WORK ITEM: Lines from the records below that contain the word "DateTime" are to be copied out.

INPUT:
//! The [`Reference`] record and its creation request.

use cask_types::{Digest, OwnerId, ReferenceId};
use chrono::{DateTime, Utc};
use serde::{Deserialize, Serialize};

/// An owner's named pointer to a stored blob.
///
/// At most one reference exists per (owner, digest) pair.
#[derive(Clone, Debug, PartialEq, Eq, Serialize, Deserialize)]
pub struct Reference {
    pub id: ReferenceId,
    pub owner: OwnerId,
    pub digest: Digest,
    pub display_name: String,
    pub is_private: bool,
    /// Whether the blob already existed, for another reference, when this
    /// reference was created.
    pub is_duplicate: bool,
    pub created_at: DateTime<Utc>,
}

/// Everything needed to create a [`Reference`]; the registry assigns the id
/// and timestamp.
#[derive(Clone, Debug, PartialEq, Eq)]
pub struct NewReference {
    pub owner: OwnerId,
    pub digest: Digest,
    pub display_name: String,
    pub is_private: bool,
    pub is_duplicate: bool,
}

impl NewReference {
    pub(crate) fn into_reference(self) -> Reference {
        Reference {
            id: ReferenceId::new(),
            owner: self.owner,
            digest: self.digest,
            display_name: self.display_name,
            is_private: self.is_private,
            is_duplicate: self.is_duplicate,
            created_at: Utc::now(),
        }
    }
}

TASK OUTPUT:
use chrono::{DateTime, Utc};
    pub created_at: DateTime<Utc>,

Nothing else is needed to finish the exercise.